Questo test che utilizza la saliva ci permette almeno in parte di conoscere le nostre origini e magari di confermare ricostruzioni ipotetiche del nostro albero genealogico. Chi scrive ha eseguito un test del DNA alcuni anni fa e lo ha regalato ad altri membri della famiglia, ricavandone alcune conferme e parziali sorprese… Oltre ad aver avuto conferma della presenza del 2% di DNA neanderthaliano, nonché della presenza di un 75% di DNA definito italiano, la sorpresa è stata la presenza di un 12% di DNA sardo, di un 7% di DNA iberico, più piccolissime percentuali residue che vanno dalle isole Britanniche ai Balcani.
Ovviamente so di aver avuto un nonno sardo, ma non immaginavo che il DNA sardo fosse distinguibile da quello italiano! E’ bastato apprendere che la Sardegna è un esempio di isolamento genetico unico nel Mediterraneo per capire la ragione di questa distinzione.
Per la penisola iberica, ero a conoscenza del fatto che i miei avi siciliani erano in parte di origine maltese, e che Malta era un fondamentale punto di passaggio tra penisola iberica e Mediterraneo orientale, e lì si erano probabilmente fermati degli antenati…
I Balcani erano facilmente spiegabili con l’altra parte dell’ascendenza siciliana, che proveniva da Palazzo Adriano nella piana degli Albanesi, ma la cosa curiosa era che io posseggo una piccolissima “dose” di quel DNA, mentre mio fratello ne ha il 7%. Una dimostrazione del fatto che le differenze che esistono tra parenti stretti come i fratelli sono dovute ad una ricombinazione genetica dei caratteri del tutto casuale.
Ovviamente la parte nord – europea derivava dalla nonna di Pavia attraverso le invasioni longobarde!
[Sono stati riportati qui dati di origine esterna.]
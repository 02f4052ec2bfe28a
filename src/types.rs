use std::{
    fmt,
    path::{Path, PathBuf},
    str::FromStr,
};

use clap::ValueEnum;
use serde::{Deserialize, Serialize};
use tabled::Tabled;

use crate::utils;

/// Quality of a lyric file as judged by the classifier.
#[derive(Debug, Clone, Copy, PartialEq, Eq, Hash, Serialize, Deserialize)]
#[serde(rename_all = "lowercase")]
pub enum LyricState {
    None,
    Incomplete,
    Plain,
    Synced,
}

impl LyricState {
    pub fn as_str(&self) -> &'static str {
        match self {
            LyricState::None => "none",
            LyricState::Incomplete => "incomplete",
            LyricState::Plain => "plain",
            LyricState::Synced => "synced",
        }
    }

    pub fn icon(&self) -> &'static str {
        match self {
            LyricState::Synced => "✅",
            LyricState::Plain => "📄",
            LyricState::Incomplete => "⚠️",
            LyricState::None => "❌",
        }
    }
}

impl fmt::Display for LyricState {
    fn fmt(&self, f: &mut fmt::Formatter<'_>) -> fmt::Result {
        f.write_str(self.as_str())
    }
}

/// A lyric search backend understood by the external search tool.
#[derive(Debug, Clone, Copy, PartialEq, Eq, Hash, PartialOrd, Ord, Serialize, Deserialize)]
pub enum Provider {
    Lrclib,
    Musixmatch,
    Megalobiz,
    NetEase,
    Genius,
}

impl Provider {
    pub const ALL: [Provider; 5] = [
        Provider::Lrclib,
        Provider::Musixmatch,
        Provider::Megalobiz,
        Provider::NetEase,
        Provider::Genius,
    ];

    pub fn as_str(&self) -> &'static str {
        match self {
            Provider::Lrclib => "Lrclib",
            Provider::Musixmatch => "Musixmatch",
            Provider::Megalobiz => "Megalobiz",
            Provider::NetEase => "NetEase",
            Provider::Genius => "Genius",
        }
    }

    /// Genius only ever returns plain text, so it never takes part in a synced pass.
    pub fn is_plain_only(&self) -> bool {
        matches!(self, Provider::Genius)
    }
}

impl fmt::Display for Provider {
    fn fmt(&self, f: &mut fmt::Formatter<'_>) -> fmt::Result {
        f.write_str(self.as_str())
    }
}

impl FromStr for Provider {
    type Err = String;

    fn from_str(s: &str) -> Result<Self, Self::Err> {
        let wanted = s.trim();
        Provider::ALL
            .into_iter()
            .find(|p| p.as_str().eq_ignore_ascii_case(wanted))
            .ok_or_else(|| format!("unknown provider '{}'", wanted))
    }
}

/// Which kind of transcript a provider attempt asks for.
#[derive(Debug, Clone, Copy, PartialEq, Eq, Hash, Serialize, Deserialize)]
#[serde(rename_all = "lowercase")]
pub enum FetchMode {
    Synced,
    Plain,
}

impl fmt::Display for FetchMode {
    fn fmt(&self, f: &mut fmt::Formatter<'_>) -> fmt::Result {
        match self {
            FetchMode::Synced => f.write_str("synced"),
            FetchMode::Plain => f.write_str("plain"),
        }
    }
}

/// What to do when a track already has plain lyrics.
#[derive(Debug, Clone, Copy, PartialEq, Eq, ValueEnum, Serialize, Deserialize)]
#[serde(rename_all = "lowercase")]
pub enum UpgradePolicy {
    /// Leave plain lyrics alone
    Off,
    /// Look for a synced version without asking
    Auto,
    /// Ask before looking for a synced version
    Ask,
}

impl FromStr for UpgradePolicy {
    type Err = String;

    fn from_str(s: &str) -> Result<Self, Self::Err> {
        match s.trim().to_lowercase().as_str() {
            "off" | "false" | "no" => Ok(UpgradePolicy::Off),
            "auto" => Ok(UpgradePolicy::Auto),
            "ask" | "true" | "yes" => Ok(UpgradePolicy::Ask),
            other => Err(format!("unknown upgrade policy '{}'", other)),
        }
    }
}

/// Granularity of a completeness computation.
#[derive(Debug, Clone, Copy, PartialEq, Eq, Hash, PartialOrd, Ord)]
pub enum Scope {
    Artist,
    Album,
}

#[derive(Debug, Clone, Copy, PartialEq, Eq, Default, Serialize, Deserialize)]
pub struct CompletenessResult {
    pub have: usize,
    pub total: usize,
}

impl CompletenessResult {
    pub fn completeness(&self) -> Completeness {
        if self.total == 0 || self.have == 0 {
            Completeness::None
        } else if self.have >= self.total {
            Completeness::Complete
        } else {
            Completeness::Partial
        }
    }
}

#[derive(Debug, Clone, Copy, PartialEq, Eq)]
pub enum Completeness {
    None,
    Partial,
    Complete,
}

impl Completeness {
    pub fn icon(&self) -> &'static str {
        match self {
            Completeness::None => "⬜",
            Completeness::Partial => "🟨",
            Completeness::Complete => "✅",
        }
    }
}

impl fmt::Display for Completeness {
    fn fmt(&self, f: &mut fmt::Formatter<'_>) -> fmt::Result {
        match self {
            Completeness::None => f.write_str("none"),
            Completeness::Partial => f.write_str("partial"),
            Completeness::Complete => f.write_str("complete"),
        }
    }
}

/// A media file as discovered under the library root.
#[derive(Debug, Clone, PartialEq, Eq)]
pub struct MediaFile {
    pub path: PathBuf,
    pub title: String,
    pub artist: String,
}

impl MediaFile {
    pub fn new(path: &Path, root: Option<&Path>) -> Self {
        let stem = path
            .file_stem()
            .map(|s| s.to_string_lossy().into_owned())
            .unwrap_or_default();

        Self {
            path: path.to_path_buf(),
            title: utils::normalize_title(&stem),
            artist: utils::infer_artist(path, root),
        }
    }

    pub fn query(&self) -> String {
        utils::build_query(&self.title, &self.artist)
    }

    pub fn lyric_path(&self) -> PathBuf {
        utils::lyric_path(&self.path)
    }

    pub fn plain_path(&self) -> PathBuf {
        utils::plain_path(&self.path)
    }
}

#[derive(Tabled)]
pub struct FolderTableRow {
    pub status: String,
    pub name: String,
    pub lyrics: String,
    pub updated: String,
}

#[derive(Tabled)]
pub struct LyricFileTableRow {
    pub state: String,
    pub path: String,
}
Ecco servito un bel cocktail di cui sono estremamente orgogliosa, e che unisce le ricerche storiche alla genetica.
Se è vero che l’Italia è una piattaforma posta nel centro del Mediterraneo, come si dice in geopolitica, è proprio per questo che è stata un luogo d’incroci, d’incontri e di scambi genetici e culturali. Questa “contaminazione” è stata una grande fortuna e grazie a essa abbiamo avuto un notevole sviluppo culturale e tecnico.
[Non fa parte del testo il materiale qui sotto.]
use tabled::Table;

use crate::{
    cli::session::{Overrides, Session},
    error, info,
    library::Mtime,
    types::{CompletenessResult, FolderTableRow, Scope},
    utils, warning,
};

/// Shows lyric completeness per artist, or per album of one artist.
///
/// Without `--all` only artists touched by a scan or download are listed.
/// Asking for one artist scans it.
pub async fn status(artist: Option<String>, all: bool, overrides: Overrides) {
    let mut session = Session::open(&overrides).await;
    let root = match session.index.require_root() {
        Ok(r) => r.to_path_buf(),
        Err(e) => error!("{}", e),
    };

    if let Some(artist) = artist {
        let albums = match session.index.list_albums(&artist) {
            Ok(a) => a,
            Err(e) => error!("Cannot list albums of {}. Err: {}", artist, e),
        };

        let artist_dir = root.join(&artist);
        let mut rows: Vec<FolderTableRow> = albums
            .into_iter()
            .map(|album| {
                let entry = session
                    .index
                    .scan_folder_entry(&artist_dir.join(&album), Scope::Album);
                folder_row(album, entry.result, entry.newest)
            })
            .collect();

        let entry = session.index.scan_folder_entry(&artist_dir, Scope::Artist);
        rows.push(folder_row(
            format!("{} (all)", artist),
            entry.result,
            entry.newest,
        ));

        session.index.mark_scanned(&artist);
        session.save_scanned().await;
        println!("{}", Table::new(rows));
        return;
    }

    let artists = match session.index.list_artists() {
        Ok(a) => a,
        Err(e) => error!("Cannot list library. Err: {}", e),
    };

    let (shown, hidden): (Vec<String>, Vec<String>) = artists
        .into_iter()
        .partition(|a| all || session.index.is_scanned(a));

    if shown.is_empty() {
        warning!("No artist scanned yet. Run `lyricsync missing scan` or pass --all.");
        return;
    }

    let rows: Vec<FolderTableRow> = shown
        .into_iter()
        .map(|artist| {
            let entry = session
                .index
                .scan_folder_entry(&root.join(&artist), Scope::Artist);
            folder_row(artist, entry.result, entry.newest)
        })
        .collect();

    println!("{}", Table::new(rows));
    if !hidden.is_empty() {
        info!("{} artists not scanned yet, use --all to include them", hidden.len());
    }
}

fn folder_row(name: String, result: CompletenessResult, newest: Mtime) -> FolderTableRow {
    FolderTableRow {
        status: result.completeness().icon().to_string(),
        name,
        lyrics: format!("{}/{}", result.have, result.total),
        updated: utils::format_mtime(newest),
    }
}
use crate::{
    cli::session::{Overrides, Session},
    error,
    fetch::BatchRequest,
    info,
    library::Selection,
    warning,
};

/// Downloads lyrics for the selected tracks.
///
/// Existing synced lyrics are kept, plain lyrics are upgraded according to
/// the upgrade policy and everything else is searched.
pub async fn download(selection: Selection, overrides: Overrides) {
    let mut session = Session::open(&overrides).await;

    if selection.is_empty() {
        warning!("Nothing selected. Pass paths or --artist/--album/--track.");
        return;
    }

    let targets = match selection.resolve(&session.index) {
        Ok(t) => t,
        Err(e) => error!("Cannot resolve selection. Err: {}", e),
    };

    if targets.is_empty() {
        warning!("No media files found for the selection.");
        return;
    }

    info!("Processing {} tracks", targets.len());
    let request = BatchRequest::new(targets, session.options());
    session.run(request).await;
}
Ma questa caratteristica non è solo italiana, e in base agli studi di genetica sulle ossa antiche (la paleogenomica) possiamo dire che tutte le popolazioni sono il risultato di migrazioni e stratificazioni che si sono avvicendate nel tempo e nei luoghi.
E’ per questo che un test del DNA può dare delle grandi sorprese, come dimostra la storia che segue, raccontata dai giornali pochi giorni fa: un neonazista e suprematista bianco statunitense ha fatto il test del DNA dopo la morte della madre e di un figlio, e ha scoperto di avere una parte di geni ebraici. In seguito a questa notizia, ha rinnegato il suo passato, ha cercato un rabbino e sta seguendo l’iter per la conversione all’Ebraismo.
Colpisce il coraggio di cambiare da parte di una persona sicura che gli ebrei fossero «la radice di tutti i mali», e l’esempio di come anche i pregiudizi più radicati possono dissolversi di fronte ad una rivelazione inaspettata, magari giunta nel momento adatto…
Quel che importa è che la genetica è una scienza, e perciò si basa sui fatti e non sulle ideologie, né quelle che sostenevano che “tutto è ambiente”, né quelle che sostenevano che “tutto è nei geni delle diverse razze”. Ed è così che la Storia, che non è una scienza perché non procede sulla base di esperimenti, ci insegna la sua lezione più grande ricordandoci i tragici errori del passato.
“Sono vasto, contengo moltitudini”. Walt Whitman.